Storia di Napoli & antichi mestieri: l’acquafrescaio e la sua “mummarella”

Napoli, città dalle mille risorse, anche naturali, forniva fino a qualche decennio fa i suoi cittadini d’una rara e preziosa fonte d’acqua minerale sulfurea, un tesoro che per secoli ha dissetato, rinfrescato e ritemprato il popolo napoletano. La  cosiddetta acqua “d’e mummarelle”, presente da sempre a pochi passi da Santa Lucia, era ritenuta un’autentica panacea per molti dolori fisici.

Santa Lucia, antichissimo borgo di pescatori nato tra il monte Echia e le arcaiche grotte platamoniche, con il pasasare dei secoli, l’aumentare della popolazione e la crescita di Napoli, subii profondi mutamenti fino ad essere completamente inglobato nel resto della città. Ma Santa Lucia è sempre stata preziosa per i napoletani, soprattutto grazie a quest’acqua “miracolosa” che si vendeva e si beveva ovunque e non solo in città. La fonte, infatti, rinfrescava anche tanti pellegrini che la visitavano scendendo una grande scalinata, creata appositamente per facilitare la raccolta d’un acqua unica,  presente solo in quest’oscura grotta dove il rumore delle acque faceva da sottofondo alle urla dei tanti venditori che, grazie anche ai loro carrettini, rifornivano altre città come Capua, Torre del Greco e Caserta, di questo preziosissimo liquido.Il mestiere dell’acquafrescaio nacque grazie ai Luciani che, di fatto, nei secoli scorsi maturarono intere fortune vendendo, soprattutto d’estate sulla Riviera di Santa Lucia, bicchieri colmi di quest’acqua miracolosa.

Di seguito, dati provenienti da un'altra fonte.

//! Java call-site extraction using Tree-sitter.
//!
//! The walker visits every node depth-first and extracts a [`CallSite`] from
//! each of the four grammar kinds that carry calls or declarations:
//! `method_invocation` (plain and qualified calls),
//! `explicit_constructor_invocation` (`this(...)`/`super(...)`),
//! `method_declaration`, and `constructor_declaration`. In Java a
//! constructor's declared name is the enclosing type's identifier, so the
//! `name` field already carries it.

use call_lint_core::{CallSite, CallSiteKind};
use tree_sitter::{Language, Node, Parser};

const METHOD_INVOCATION: &str = "method_invocation";
const EXPLICIT_CTOR_INVOCATION: &str = "explicit_constructor_invocation";
const METHOD_DECLARATION: &str = "method_declaration";
const CONSTRUCTOR_DECLARATION: &str = "constructor_declaration";

/// Traversal-time faults.
///
/// None of these are recoverable: extraction either succeeds for the whole
/// tree or the run is aborted.
#[derive(Debug, thiserror::Error)]
pub enum ExtractError {
    /// The Java grammar could not be loaded into the parser.
    #[error("failed to load java grammar: {0}")]
    Language(#[from] tree_sitter::LanguageError),
    /// The parser produced no tree.
    #[error("parser produced no tree")]
    Parse,
    /// A node outside the recognized set reached single-node extraction.
    #[error("found unsupported node kind: {kind}")]
    UnsupportedNode {
        /// The unsupported grammar kind.
        kind: String,
    },
    /// A recognized node was missing a required field. Only possible for
    /// malformed parse trees.
    #[error("malformed `{kind}` node at line {line}: missing `{field}` field")]
    MissingField {
        /// Grammar kind of the node.
        kind: &'static str,
        /// The missing field name.
        field: &'static str,
        /// Line of the node (1-indexed).
        line: usize,
    },
}

/// Extracts call sites from Java source.
pub struct JavaExtractor {
    language: Language,
}

impl JavaExtractor {
    /// Creates a new Java extractor.
    #[must_use]
    pub fn new() -> Self {
        Self {
            language: tree_sitter_java::LANGUAGE.into(),
        }
    }

    fn text<'a>(node: &Node<'_>, src: &'a [u8]) -> &'a str {
        std::str::from_utf8(&src[node.start_byte()..node.end_byte()]).unwrap_or("")
    }

    /// Parses `source` and collects every call site in the tree, in
    /// depth-first order.
    ///
    /// # Errors
    ///
    /// Returns an error if the grammar cannot be loaded, the parser yields
    /// no tree, or a recognized node is malformed.
    pub fn analyze(&self, source: &str) -> Result<Vec<CallSite>, ExtractError> {
        let mut parser = Parser::new();
        parser.set_language(&self.language)?;
        let tree = parser.parse(source, None).ok_or(ExtractError::Parse)?;

        let src = source.as_bytes();
        let mut sites = Vec::new();
        Self::walk(tree.root_node(), src, &mut sites)?;
        Ok(sites)
    }

    fn walk(node: Node<'_>, src: &[u8], out: &mut Vec<CallSite>) -> Result<(), ExtractError> {
        if Self::is_recognized(node.kind()) {
            out.push(Self::extract(&node, src)?);
        }
        let mut cursor = node.walk();
        for child in node.children(&mut cursor) {
            Self::walk(child, src, out)?;
        }
        Ok(())
    }

    fn is_recognized(kind: &str) -> bool {
        matches!(
            kind,
            METHOD_INVOCATION
                | EXPLICIT_CTOR_INVOCATION
                | METHOD_DECLARATION
                | CONSTRUCTOR_DECLARATION
        )
    }

    /// Extracts a call site from a single node.
    ///
    /// # Errors
    ///
    /// A node whose kind is outside the recognized set is a programming
    /// error and fails fast, naming the kind. The walker only dispatches
    /// the four recognized grammar kinds.
    pub fn extract(node: &Node<'_>, src: &[u8]) -> Result<CallSite, ExtractError> {
        match node.kind() {
            METHOD_INVOCATION => Self::extract_invocation(node, src),
            EXPLICIT_CTOR_INVOCATION => Self::extract_delegation(node, src),
            METHOD_DECLARATION => Self::extract_declaration(node, src, CallSiteKind::MethodDef),
            CONSTRUCTOR_DECLARATION => Self::extract_declaration(node, src, CallSiteKind::CtorDef),
            other => Err(ExtractError::UnsupportedNode {
                kind: other.to_owned(),
            }),
        }
    }

    /// `exit(1)` or `System.exit(1)`; the name is the identifier after the
    /// access operator when an object is present.
    fn extract_invocation(node: &Node<'_>, src: &[u8]) -> Result<CallSite, ExtractError> {
        let name = Self::required_field(node, "name")?;
        let arguments = Self::required_field(node, "arguments")?;
        let kind = if node.child_by_field_name("object").is_some() {
            CallSiteKind::ObjectMethodCall
        } else {
            CallSiteKind::MethodCall
        };
        Ok(Self::site(kind, &name, Self::count_named(&arguments), src))
    }

    /// `this(...)` or `super(...)` inside a constructor body. The name is
    /// the keyword itself.
    fn extract_delegation(node: &Node<'_>, src: &[u8]) -> Result<CallSite, ExtractError> {
        let constructor = Self::required_field(node, "constructor")?;
        let kind = match constructor.kind() {
            "this" => CallSiteKind::ThisCall,
            "super" => CallSiteKind::SuperCall,
            other => {
                return Err(ExtractError::UnsupportedNode {
                    kind: format!("{EXPLICIT_CTOR_INVOCATION}/{other}"),
                })
            }
        };
        let arguments = Self::required_field(node, "arguments")?;
        Ok(Self::site(
            kind,
            &constructor,
            Self::count_named(&arguments),
            src,
        ))
    }

    fn extract_declaration(
        node: &Node<'_>,
        src: &[u8],
        kind: CallSiteKind,
    ) -> Result<CallSite, ExtractError> {
        let name = Self::required_field(node, "name")?;
        let parameters = Self::required_field(node, "parameters")?;
        Ok(Self::site(kind, &name, Self::count_named(&parameters), src))
    }

    fn required_field<'t>(
        node: &Node<'t>,
        field: &'static str,
    ) -> Result<Node<'t>, ExtractError> {
        node.child_by_field_name(field)
            .ok_or_else(|| ExtractError::MissingField {
                kind: node.kind(),
                field,
                line: node.start_position().row + 1,
            })
    }

    /// Counts arguments or formal parameters. Comments are extras in the
    /// grammar and show up as named children, so they are excluded.
    fn count_named(list: &Node<'_>) -> usize {
        let mut cursor = list.walk();
        list.named_children(&mut cursor)
            .filter(|c| !matches!(c.kind(), "line_comment" | "block_comment"))
            .count()
    }

    fn site(kind: CallSiteKind, name_node: &Node<'_>, argument_count: usize, src: &[u8]) -> CallSite {
        let pos = name_node.start_position();
        CallSite {
            kind,
            name: Self::text(name_node, src).to_owned(),
            argument_count,
            line: pos.row + 1,
            column: pos.column + 1,
            offset: name_node.start_byte(),
            length: name_node.end_byte() - name_node.start_byte(),
        }
    }
}

impl Default for JavaExtractor {
    fn default() -> Self {
        Self::new()
    }
}

#[cfg(test)]
mod tests {
    use super::*;

    fn sites(source: &str) -> Vec<CallSite> {
        JavaExtractor::new()
            .analyze(source)
            .expect("analyze failed")
    }

    fn of_kind(sites: &[CallSite], kind: CallSiteKind) -> Vec<CallSite> {
        sites.iter().filter(|s| s.kind == kind).cloned().collect()
    }

    #[test]
    fn plain_call_extracted() {
        let all = sites("class A { void f() { exit(7); } }");
        let calls = of_kind(&all, CallSiteKind::MethodCall);
        assert_eq!(calls.len(), 1);
        assert_eq!(calls[0].name, "exit");
        assert_eq!(calls[0].argument_count, 1);
        assert_eq!(calls[0].line, 1);
        assert_eq!(calls[0].column, 22);
        assert_eq!(calls[0].offset, 21);
        assert_eq!(calls[0].length, 4);
    }

    #[test]
    fn qualified_call_uses_name_after_the_dot() {
        let all = sites("class A { void f() { System.exit(1); } }");
        let calls = of_kind(&all, CallSiteKind::ObjectMethodCall);
        assert_eq!(calls.len(), 1);
        assert_eq!(calls[0].name, "exit");
        assert_eq!(calls[0].argument_count, 1);
    }

    #[test]
    fn super_qualified_call_is_an_object_call() {
        let all = sites("class A { void f() { super.render(1, 2); } }");
        let calls = of_kind(&all, CallSiteKind::ObjectMethodCall);
        assert_eq!(calls.len(), 1);
        assert_eq!(calls[0].name, "render");
        assert_eq!(calls[0].argument_count, 2);
    }

    #[test]
    fn super_delegation_extracted() {
        let all = sites("class A extends B { A() { super(1, 2, 3); } }");
        let calls = of_kind(&all, CallSiteKind::SuperCall);
        assert_eq!(calls.len(), 1);
        assert_eq!(calls[0].name, "super");
        assert_eq!(calls[0].argument_count, 3);
    }

    #[test]
    fn this_delegation_extracted() {
        let all = sites("class A { A() { this(0); } A(int x) {} }");
        let calls = of_kind(&all, CallSiteKind::ThisCall);
        assert_eq!(calls.len(), 1);
        assert_eq!(calls[0].name, "this");
        assert_eq!(calls[0].argument_count, 1);
    }

    #[test]
    fn method_declaration_counts_formal_parameters() {
        let all = sites("class A { void render(int x, String y) { } }");
        let decls = of_kind(&all, CallSiteKind::MethodDef);
        assert_eq!(decls.len(), 1);
        assert_eq!(decls[0].name, "render");
        assert_eq!(decls[0].argument_count, 2);
    }

    #[test]
    fn constructor_declaration_uses_the_type_name() {
        let all = sites("class Widget { Widget(int a, int b) { } }");
        let decls = of_kind(&all, CallSiteKind::CtorDef);
        assert_eq!(decls.len(), 1);
        assert_eq!(decls[0].name, "Widget");
        assert_eq!(decls[0].argument_count, 2);
    }

    #[test]
    fn nested_calls_each_extracted_with_own_count() {
        let all = sites("class A { void f() { outer(inner(1, 2)); } }");
        let calls = of_kind(&all, CallSiteKind::MethodCall);
        let mut counts: Vec<(String, usize)> = calls
            .iter()
            .map(|s| (s.name.clone(), s.argument_count))
            .collect();
        counts.sort();
        assert_eq!(
            counts,
            vec![("inner".to_owned(), 2), ("outer".to_owned(), 1)]
        );
    }

    #[test]
    fn zero_argument_call() {
        let all = sites("class A { void f() { exit(); } }");
        let calls = of_kind(&all, CallSiteKind::MethodCall);
        assert_eq!(calls[0].argument_count, 0);
    }

    #[test]
    fn comments_in_argument_list_are_not_counted() {
        let all = sites("class A { void f() { exit(1, /* two */ 2); } }");
        let calls = of_kind(&all, CallSiteKind::MethodCall);
        assert_eq!(calls[0].argument_count, 2);
    }

    #[test]
    fn lines_are_one_indexed() {
        let all = sites("class A {\n    void f() {\n        exit(1);\n    }\n}\n");
        let calls = of_kind(&all, CallSiteKind::MethodCall);
        assert_eq!(calls[0].line, 3);
        assert_eq!(calls[0].column, 9);
    }

    #[test]
    fn unsupported_kind_fails_fast_naming_it() {
        let extractor = JavaExtractor::new();
        let mut parser = Parser::new();
        parser.set_language(&extractor.language).expect("grammar");
        let tree = parser.parse("class A { }", None).expect("tree");
        let err = JavaExtractor::extract(&tree.root_node(), b"class A { }").unwrap_err();
        match err {
            ExtractError::UnsupportedNode { kind } => assert_eq!(kind, "program"),
            other => panic!("expected UnsupportedNode, got {other}"),
        }
    }

    #[test]
    fn empty_source_has_no_sites() {
        assert!(sites("").is_empty());
    }

    #[test]
    fn extraction_is_order_independent_of_siblings() {
        let all = sites("class A { void f() { a(1); b(2, 3); } }");
        let calls = of_kind(&all, CallSiteKind::MethodCall);
        assert_eq!(calls.len(), 2);
        assert_eq!(calls[0].name, "a");
        assert_eq!(calls[0].argument_count, 1);
        assert_eq!(calls[1].name, "b");
        assert_eq!(calls[1].argument_count, 2);
    }
}
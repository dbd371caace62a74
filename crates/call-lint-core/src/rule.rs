//! The forbidden-call rule.
//!
//! A [`ForbidCallRule`] owns the two compiled predicates and evaluates one
//! extracted [`CallSite`] at a time. Evaluation short-circuits on the name:
//! when the name does not match, the argument-count ranges are never
//! consulted. A single site produces at most one violation.

use std::path::Path;

use crate::matcher::NameMatcher;
use crate::range_set::RangeSet;
use crate::types::{Location, Severity, Violation};

/// The closed set of node kinds the rule recognizes.
///
/// Anything else reaching extraction is a programming error, reported by the
/// language crates as an unsupported-kind fault.
#[derive(Debug, Clone, Copy, PartialEq, Eq, Hash)]
pub enum CallSiteKind {
    /// Plain identifier call: `exit(1)`.
    MethodCall,
    /// Qualified/object call: `System.exit(1)`.
    ObjectMethodCall,
    /// Constructor delegation to the superclass: `super(1)`.
    SuperCall,
    /// Constructor delegation within the class: `this(1)`.
    ThisCall,
    /// Method declaration; the count is the formal-parameter count.
    MethodDef,
    /// Constructor declaration; the name is the enclosing type's name.
    CtorDef,
}

impl CallSiteKind {
    /// Returns true for declaration kinds, where the count is a parameter
    /// count rather than an argument count.
    #[must_use]
    pub fn is_declaration(self) -> bool {
        matches!(self, Self::MethodDef | Self::CtorDef)
    }
}

impl std::fmt::Display for CallSiteKind {
    fn fmt(&self, f: &mut std::fmt::Formatter<'_>) -> std::fmt::Result {
        let s = match self {
            Self::MethodCall => "method call",
            Self::ObjectMethodCall => "object method call",
            Self::SuperCall => "super call",
            Self::ThisCall => "this call",
            Self::MethodDef => "method declaration",
            Self::CtorDef => "constructor declaration",
        };
        f.write_str(s)
    }
}

/// A call or declaration extracted from a single syntax-tree node.
///
/// Ephemeral: produced and consumed within one visit, never stored.
#[derive(Debug, Clone, PartialEq, Eq)]
pub struct CallSite {
    /// Which of the six recognized kinds this site is.
    pub kind: CallSiteKind,
    /// The callee or declared name.
    pub name: String,
    /// Argument count for calls, formal-parameter count for declarations.
    pub argument_count: usize,
    /// Line of the name token (1-indexed).
    pub line: usize,
    /// Column of the name token (1-indexed).
    pub column: usize,
    /// Byte offset of the name token.
    pub offset: usize,
    /// Byte length of the name token.
    pub length: usize,
}

/// The compiled forbidden-call rule.
///
/// Built once from a [`crate::CheckConfig`]; immutable afterwards, so a
/// single instance can be shared across threads and files.
#[derive(Debug, Clone)]
pub struct ForbidCallRule {
    matcher: NameMatcher,
    // None only when the matcher is disabled; the spec was never parsed.
    argument_counts: Option<RangeSet>,
    severity: Severity,
}

impl ForbidCallRule {
    /// Rule code used in violations.
    pub const CODE: &'static str = "CALL001";
    /// Rule name used in violations.
    pub const NAME: &'static str = "forbidden-call";

    pub(crate) fn new(
        matcher: NameMatcher,
        argument_counts: Option<RangeSet>,
        severity: Severity,
    ) -> Self {
        Self {
            matcher,
            argument_counts,
            severity,
        }
    }

    /// Returns true iff the configured pattern is empty and the rule can
    /// never fire.
    #[must_use]
    pub fn is_disabled(&self) -> bool {
        self.matcher.is_disabled()
    }

    /// Evaluates one call site, returning at most one violation.
    ///
    /// The name predicate is evaluated first; when it does not match, the
    /// range set is not consulted.
    #[must_use]
    pub fn check(&self, site: &CallSite, file: &Path) -> Option<Violation> {
        if !self.matcher.matches(&site.name) {
            return None;
        }
        let ranges = self.argument_counts.as_ref()?;
        if !ranges.contains(site.argument_count) {
            return None;
        }
        Some(Violation::forbidden_call(
            Self::CODE,
            Self::NAME,
            self.severity,
            Location::new(file.to_path_buf(), site.line, site.column)
                .with_span(site.offset, site.length),
            &site.name,
            self.matcher.as_str(),
            site.argument_count,
            ranges.as_str(),
        ))
    }
}

#[cfg(test)]
mod tests {
    use super::*;
    use crate::config::CheckConfig;

    fn rule(pattern: &str, spec: &str) -> ForbidCallRule {
        CheckConfig {
            method_name: Some(pattern.to_owned()),
            argument_count: Some(spec.to_owned()),
            ..CheckConfig::default()
        }
        .compile()
        .expect("config should compile")
    }

    fn site(name: &str, argument_count: usize) -> CallSite {
        CallSite {
            kind: CallSiteKind::MethodCall,
            name: name.to_owned(),
            argument_count,
            line: 22,
            column: 20,
            offset: 120,
            length: name.len(),
        }
    }

    #[test]
    fn matching_name_and_count_yields_one_violation() {
        let r = rule("exit", "0-");
        let v = r
            .check(&site("exit", 1), Path::new("Main.java"))
            .expect("should flag");
        assert_eq!(v.method_name, "exit");
        assert_eq!(v.name_pattern, "exit");
        assert_eq!(v.argument_count, 1);
        assert_eq!(v.argument_count_spec, "0-");
        assert_eq!(v.location.line, 22);
        assert_eq!(v.location.column, 20);
        assert_eq!(v.code, ForbidCallRule::CODE);
    }

    #[test]
    fn non_matching_name_short_circuits() {
        let r = rule("exit", "0-");
        assert!(r.check(&site("exit2", 1), Path::new("Main.java")).is_none());
    }

    #[test]
    fn count_outside_ranges_is_not_flagged() {
        let r = rule("assert(True|False)", "0-1");
        assert!(r
            .check(&site("assertTrue", 2), Path::new("Main.java"))
            .is_none());
        assert!(r
            .check(&site("assertTrue", 1), Path::new("Main.java"))
            .is_some());
    }

    #[test]
    fn disabled_rule_never_fires() {
        let r = CheckConfig {
            method_name: Some(String::new()),
            argument_count: None,
            ..CheckConfig::default()
        }
        .compile()
        .expect("empty pattern is a valid configuration");
        assert!(r.is_disabled());
        assert!(r.check(&site("exit", 1), Path::new("Main.java")).is_none());
    }

    #[test]
    fn violation_severity_follows_config() {
        let r = CheckConfig {
            method_name: Some("exit".to_owned()),
            argument_count: Some("0-".to_owned()),
            severity: Severity::Warning,
        }
        .compile()
        .expect("config should compile");
        let v = r
            .check(&site("exit", 0), Path::new("Main.java"))
            .expect("should flag");
        assert_eq!(v.severity, Severity::Warning);
    }

    #[test]
    fn declaration_kinds_are_recognized() {
        assert!(CallSiteKind::MethodDef.is_declaration());
        assert!(CallSiteKind::CtorDef.is_declaration());
        assert!(!CallSiteKind::SuperCall.is_declaration());
    }
}
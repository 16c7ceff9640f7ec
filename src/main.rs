//! # Daily Verse
//!
//! Fetches the poem of the day from a configured source, normalizes its
//! markup into plain-text lines, and posts it to chat destinations through
//! incoming webhooks.
//!
//! ## Usage
//!
//! ```sh
//! daily_verse --config verse.yaml run
//! daily_verse --dry-run deliver --to general
//! daily_verse preview
//!
//! # ask a running scheduler to refetch and redeliver today's poem
//! kill -USR2 "$(pidof daily_verse)"
//! ```
//!
//! ## Architecture
//!
//! 1. **Fetching**: download the source page, following the poem link when
//!    the endpoint is an index page
//! 2. **Extraction**: pull title, author, and body out of HTML, JSON, or text
//! 3. **Normalization**: turn body markup into lines with stanza breaks
//! 4. **Caching**: one fetch per calendar day, shared by every caller
//! 5. **Delivery**: intro plus chunked body, paced, or a single apology

use clap::Parser;
use std::error::Error;
use std::sync::Arc;
use std::time::Instant;
use tracing::{debug, error, info, instrument, warn};
use tracing_subscriber::{EnvFilter, fmt as tfmt};

mod cache;
mod chunker;
mod cli;
mod config;
mod dispatcher;
mod error;
mod extractors;
mod fetcher;
mod models;
mod normalizer;
mod scheduler;
mod sinks;
mod source;
mod utils;

use cache::DailyCache;
use cli::{Cli, Command};
use config::Config;
use config::DeliveryConfig;
use dispatcher::{DeliveryOutcome, Dispatcher, compose};
use scheduler::Schedule;
use sinks::{ChatSink, StdoutSink, WebhookSink};
use source::{Pipeline, PoemSource};

#[tokio::main]
#[instrument]
async fn main() -> Result<(), Box<dyn Error>> {
    // --- Tracing init ---
    let filter = EnvFilter::try_from_default_env().unwrap_or_else(|_| EnvFilter::new("info"));
    tfmt()
        .with_env_filter(filter)
        .with_target(true)
        .with_file(false)
        .with_line_number(false)
        .with_timer(tracing_subscriber::fmt::time::UtcTime::rfc_3339())
        .init();

    let start_time = Instant::now();
    info!(version = env!("CARGO_PKG_VERSION"), "daily_verse starting up");

    let args = Cli::parse();
    let command = args.command();
    debug!(?command, dry_run = args.dry_run, config = ?args.config, "Parsed CLI arguments");

    // ---- Load config ----
    let mut config = match &args.config {
        Some(path) => Config::load(path)?,
        None => {
            info!("No config file given; using built-in defaults");
            Config::default()
        }
    };
    if let Some(url) = &args.webhook_url {
        config
            .destinations
            .insert(config.delivery.default_destination.clone(), url.clone());
    }

    let pipeline = Pipeline::from_config(&config.source)?;
    // Validate the schedule up front so a bad timezone fails even for one-shot runs.
    let schedule = Schedule::from_config(&config.schedule)?;
    let cache = Arc::new(DailyCache::new());

    if args.dry_run {
        info!("Dry run; messages go to stdout");
        let dispatcher = Dispatcher::new(StdoutSink, pipeline, cache, config.delivery);
        execute(&command, &schedule, &dispatcher).await?;
    } else {
        if config.destinations.is_empty() && command != Command::Preview {
            warn!("No destinations configured; pass --webhook-url or add `destinations` to the config");
        }
        let sink = WebhookSink::new(config.destinations, config.source.timeout())?;
        let dispatcher = Dispatcher::new(sink, pipeline, cache, config.delivery);
        execute(&command, &schedule, &dispatcher).await?;
    }

    let elapsed = start_time.elapsed();
    info!(
        ?elapsed,
        secs = elapsed.as_secs(),
        millis = elapsed.subsec_millis(),
        "Execution complete"
    );
    Ok(())
}

/// Run one subcommand against a dispatcher with any sink.
async fn execute<S, P>(
    command: &Command,
    schedule: &Schedule,
    dispatcher: &Dispatcher<S, P>,
) -> Result<(), Box<dyn Error>>
where
    S: ChatSink,
    P: PoemSource,
{
    match command {
        Command::Run => {
            let triggers = scheduler::signal_triggers()?;
            scheduler::run(schedule, dispatcher, triggers).await;
            Ok(())
        }
        Command::Deliver { to } => {
            let outcome = dispatcher.deliver(to.as_deref()).await;
            debug!(cached_days = dispatcher.cache().len().await, "Cache state");
            match outcome {
                DeliveryOutcome::Delivered { messages } => {
                    info!(messages, "Delivery finished");
                    Ok(())
                }
                DeliveryOutcome::Apologized { cause } => {
                    warn!(error = %cause, "Delivered apology instead of poem");
                    Ok(())
                }
                DeliveryOutcome::SendFailed { sent, planned } => {
                    Err(format!("chat send failed after {sent} of {planned} messages").into())
                }
            }
        }
        Command::Preview => preview(dispatcher.source(), dispatcher.settings()).await,
    }
}

/// Fetch the poem directly, bypassing the cache, and print the messages a
/// delivery would send.
async fn preview<P: PoemSource>(source: &P, settings: &DeliveryConfig) -> Result<(), Box<dyn Error>> {
    let poem = match source.fetch_poem().await {
        Ok(poem) => poem,
        Err(e) => {
            if e.is_structural() {
                error!(error = %e, "Extraction failed; check the extractor settings against the page");
            }
            return Err(e.into());
        }
    };
    for message in compose(&poem, settings) {
        StdoutSink.send("preview", &message).await?;
    }
    Ok(())
}
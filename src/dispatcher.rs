//! Delivery of the day's poem to a chat destination.
//!
//! The dispatcher is the only place pipeline failures are turned into a
//! user-facing message. A delivery is either the intro plus every body chunk,
//! in order, or the single apology message. Nothing here returns an error:
//! a missed poem is logged, never fatal.

use crate::cache::DailyCache;
use crate::chunker::chunk;
use crate::config::DeliveryConfig;
use crate::error::PipelineError;
use crate::models::PoemRecord;
use crate::sinks::ChatSink;
use crate::source::PoemSource;
use chrono::{Local, NaiveDate};
use std::sync::Arc;
use tokio::time::sleep;
use tracing::{error, info, instrument, warn};

/// What a delivery ended up doing.
#[derive(Debug, Clone, PartialEq, Eq)]
pub enum DeliveryOutcome {
    /// Intro and all chunks were sent.
    Delivered { messages: usize },
    /// The pipeline failed and the apology was sent instead.
    Apologized { cause: PipelineError },
    /// The chat transport failed; `sent` messages went out before it did.
    SendFailed { sent: usize, planned: usize },
}

pub struct Dispatcher<S, P> {
    sink: S,
    source: P,
    cache: Arc<DailyCache>,
    settings: DeliveryConfig,
}

impl<S, P> Dispatcher<S, P>
where
    S: ChatSink,
    P: PoemSource,
{
    pub fn new(sink: S, source: P, cache: Arc<DailyCache>, settings: DeliveryConfig) -> Self {
        Self {
            sink,
            source,
            cache,
            settings,
        }
    }

    pub fn cache(&self) -> &DailyCache {
        &self.cache
    }

    pub fn source(&self) -> &P {
        &self.source
    }

    pub fn settings(&self) -> &DeliveryConfig {
        &self.settings
    }

    /// Deliver today's poem. `None` sends to the configured default
    /// destination; scheduled jobs use that, manual triggers name one.
    pub async fn deliver(&self, destination: Option<&str>) -> DeliveryOutcome {
        self.deliver_on(Local::now().date_naive(), destination).await
    }

    /// Deliver the poem cached under `date`, fetching it on first use.
    #[instrument(level = "info", skip_all, fields(%date, destination = tracing::field::Empty))]
    pub async fn deliver_on(&self, date: NaiveDate, destination: Option<&str>) -> DeliveryOutcome {
        let destination = destination.unwrap_or(&self.settings.default_destination);
        tracing::Span::current().record("destination", destination);

        let entry = self
            .cache
            .get_or_fetch(date, || self.source.fetch_poem())
            .await;

        match entry {
            Ok(poem) => {
                let messages = compose(&poem, &self.settings);
                let planned = messages.len();
                match self.send_all(destination, &messages).await {
                    Ok(()) => {
                        info!(messages = planned, title = %poem.title, "Poem delivered");
                        DeliveryOutcome::Delivered { messages: planned }
                    }
                    Err(sent) => DeliveryOutcome::SendFailed { sent, planned },
                }
            }
            Err(cause) => {
                log_failure(&cause);
                let apology = [self.settings.apology.clone()];
                match self.send_all(destination, &apology).await {
                    Ok(()) => DeliveryOutcome::Apologized { cause },
                    Err(sent) => DeliveryOutcome::SendFailed { sent, planned: 1 },
                }
            }
        }
    }

    /// Send messages in order with the pacing delay between them.
    ///
    /// Stops at the first transport error and returns how many were sent.
    async fn send_all(&self, destination: &str, messages: &[String]) -> Result<(), usize> {
        for (i, message) in messages.iter().enumerate() {
            if i > 0 {
                sleep(self.settings.pacing()).await;
            }
            if let Err(e) = self.sink.send(destination, message).await {
                error!(
                    error = %e,
                    sent = i,
                    planned = messages.len(),
                    "Chat send failed; abandoning delivery"
                );
                return Err(i);
            }
        }
        Ok(())
    }
}

/// Intro line followed by the body, both split to the platform limit.
pub fn compose(poem: &PoemRecord, settings: &DeliveryConfig) -> Vec<String> {
    let limit = settings.max_message_len;
    let mut messages = chunk(&poem.intro(settings.include_source_url), limit);
    messages.extend(chunk(&poem.body_text(), limit));
    messages
}

fn log_failure(cause: &PipelineError) {
    match cause {
        PipelineError::Extraction(reason) => {
            error!(%reason, "Upstream page layout changed; poem could not be extracted")
        }
        PipelineError::Network(_) | PipelineError::Timeout(_) => {
            warn!(error = %cause, "Failed to fetch poem")
        }
        PipelineError::EmptyBody => warn!("Poem body was empty after normalization"),
    }
}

Chiunque all’epoca, passeggiando per “la Riviera”, poteva imbattersi in un folto gruppo di venditrici d’acqua sulfurea che offrivano ai viandanti  i loro bicchieri colmi d’acqua frizzantina. I Luciani, storicamente, chiudevano nell’ultima domenica d’agosto il loro lucroso lavoro annuale con un festa celebrata in onore della Madonna della Catena. I Luciani, che avevano l’abitudine proprio in questa  festività di tuffarsi, come rito propiziatorio, nelle acque della Riviera, facevano la stessa cosa con chiunque passasse per quelle strade. Possiamo quindi affermare, con una buona dose di certezza, di aver finalmente scoperto come sono nati i famosi “gavettoni”.